VS: Backup/dump of huge tables and performance

From: Janne Blomqvist <janne(dot)blomqvist(at)hansel(dot)fi>
To: pgsql-general(at)postgresql(dot)org
Subject: VS: Backup/dump of huge tables and performance
Date: 2000-07-31 11:11:25
Message-ID: 2A80FDF6CF54D211A97D00A0C992F5906CE81B@hanselx.hansel.fi
Views: Raw Message | Whole Thread | Download mbox | Resend email
Thread:
Lists: pgsql-general

>At 10:11 28/07/00 GMT, brianb-pggeneral(at)edsamail(dot)com wrote:
>>
>>Philip Warner writes:
>>> At 02:26 28/07/00 GMT, brianb-pggeneral(at)edsamail(dot)com wrote:
>>> >1. pg_dump or COPY take up a lot of I/O resources.

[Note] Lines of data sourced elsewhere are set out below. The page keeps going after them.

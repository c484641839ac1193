//! In-memory fakes for the shell and app-state services

use async_trait::async_trait;
use docflow_navigation::{
    AppStateEntry, AppStateService, LinkQuery, NavError, SelectionVariant, ShellLink,
    ShellServices,
};
use indexmap::IndexMap;
use parking_lot::Mutex;
use std::collections::HashMap;
use std::sync::atomic::{AtomicBool, AtomicUsize, Ordering};

/// Shell services with canned link responses
pub struct FakeShellServices {
    available: AtomicBool,
    links: Mutex<HashMap<String, Vec<ShellLink>>>,
    recorded_queries: Mutex<Vec<LinkQuery>>,
    current_target: Mutex<String>,
    get_links_error: Mutex<Option<NavError>>,
}

impl Default for FakeShellServices {
    fn default() -> Self {
        Self {
            available: AtomicBool::new(true),
            links: Mutex::new(HashMap::new()),
            recorded_queries: Mutex::new(Vec::new()),
            current_target: Mutex::new(String::new()),
            get_links_error: Mutex::new(None),
        }
    }
}

impl FakeShellServices {
    #[must_use]
    pub fn new() -> Self {
        Self::default()
    }

    pub fn set_available(&self, available: bool) {
        self.available.store(available, Ordering::SeqCst);
    }

    /// Canned links returned for one semantic object
    pub fn set_links(&self, semantic_object: impl Into<String>, links: Vec<ShellLink>) {
        self.links.lock().insert(semantic_object.into(), links);
    }

    pub fn set_current_app_target(&self, target: impl Into<String>) {
        *self.current_target.lock() = target.into();
    }

    pub fn fail_get_links(&self, error: NavError) {
        *self.get_links_error.lock() = Some(error);
    }

    /// Queries received by `get_links`, in order
    #[must_use]
    pub fn recorded_queries(&self) -> Vec<LinkQuery> {
        self.recorded_queries.lock().clone()
    }
}

#[async_trait]
impl ShellServices for FakeShellServices {
    fn is_available(&self) -> bool {
        self.available.load(Ordering::SeqCst)
    }

    async fn get_links(&self, queries: &[LinkQuery]) -> Result<Vec<Vec<ShellLink>>, NavError> {
        self.recorded_queries.lock().extend(queries.iter().cloned());
        if let Some(e) = self.get_links_error.lock().take() {
            return Err(e);
        }
        let links = self.links.lock();
        Ok(queries
            .iter()
            .map(|q| links.get(&q.semantic_object).cloned().unwrap_or_default())
            .collect())
    }

    async fn expand_compact_hash(&self, hash: &str) -> Result<String, NavError> {
        Ok(hash.to_string())
    }

    fn current_app_target(&self) -> String {
        self.current_target.lock().clone()
    }
}

/// App-state service minting sequential keys
#[derive(Default)]
pub struct FakeAppStateService {
    counter: AtomicUsize,
}

impl FakeAppStateService {
    #[must_use]
    pub fn new() -> Self {
        Self::default()
    }

    /// Number of keys generated so far
    #[must_use]
    pub fn keys_generated(&self) -> usize {
        self.counter.load(Ordering::SeqCst)
    }
}

#[async_trait]
impl AppStateService for FakeAppStateService {
    async fn app_state_key_and_url_parameters(
        &self,
        _selection_variant: &SelectionVariant,
    ) -> Result<AppStateEntry, NavError> {
        let n = self.counter.fetch_add(1, Ordering::SeqCst) + 1;
        Ok(AppStateEntry {
            key: format!("ASKEY{n}"),
            url_parameters: IndexMap::new(),
        })
    }

    fn mix_attributes_and_selection_variant(
        &self,
        attributes: &serde_json::Map<String, serde_json::Value>,
        selection_variant: &SelectionVariant,
    ) -> SelectionVariant {
        let mut mixed = selection_variant.clone();
        for (key, value) in attributes {
            if value.is_null() || value.is_object() || value.is_array() {
                continue;
            }
            if !mixed.parameters.contains_key(key) {
                mixed.parameters.insert(key.clone(), value.clone());
            }
        }
        mixed
    }
}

That's not
surprising
>>> >considering the size of the tables, but the impact on the overall
>>> >production system's performance is not acceptable.
>>>
>>> Firstly, you are not using '--inserts', I hope. It is very slow for both
>>> backup & restore. Also, do you know if pg_dump is the IO bottleneck, or
the
>>> backend?
>>
>>Nope, I don't use --inserts. The bottleneck seems to be at the backend,
>>since it also happens with COPY.
>
>I'm not sure you can conclude that, but you are probably right. If possible
>can you use whatever tools you have to see which process *is* doing the
>I/O? Just to be sure.
>
>
>>> Other than that, I'm not sure what can be done about it - the I/O has to
be
>>> done some time. Possibly causing pg_dump to (optionally) pause between
>>> records, but that seems like a bad idea, especially with 10s of millions
of
>>> records.
>>
>>> You could always do a file-based backup of the database, and restore it
>>> somewhere else, and drop the tables you don't need. Not very elegant, I
>>> realize.
>>
>>What file-based backup are you referring to? From reading previous posts,
>>I'd inferred that I couldn't just copy my /var/lib/pgsql over to another
>>server with Postgres and start postmaster.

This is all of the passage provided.